**PROBLEM REQUIREMENTS**:
From the entries below, copy each line in which the word "pipeline" occurs.

**RECORD SET**:
------------------------------------

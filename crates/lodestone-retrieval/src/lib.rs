//! Semantic passage retrieval: chunk documents, embed them, and search a
//! vector store through one lifecycle-aware pipeline.

pub mod chunker;
pub mod in_memory;
pub mod loader;
pub mod pipeline;
pub mod qdrant;
pub mod types;
pub mod vector_store;

pub use chunker::{ChunkerError, ChunkerInfo, OverlapChunker};
pub use in_memory::InMemoryStore;
pub use loader::{DocumentError, DocumentLoader, TextLoader, loader_for};
pub use pipeline::{Pipeline, PipelineError, ProcessStats, QueryError, SystemInfo, SystemState};
pub use qdrant::QdrantStore;
pub use types::{DocumentChunk, ParsedDocument, SearchResult};
pub use vector_store::{CollectionInfo, MetadataFilter, VectorStore, VectorStoreError};

#[cfg(feature = "pdf")]
pub use loader::PdfLoader;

------------------------------------

**RESULT OF THIS EXERCISE**:
//! vector store through one lifecycle-aware pipeline.
pub mod pipeline;
pub use pipeline::{Pipeline, PipelineError, ProcessStats, QueryError, SystemInfo, SystemState};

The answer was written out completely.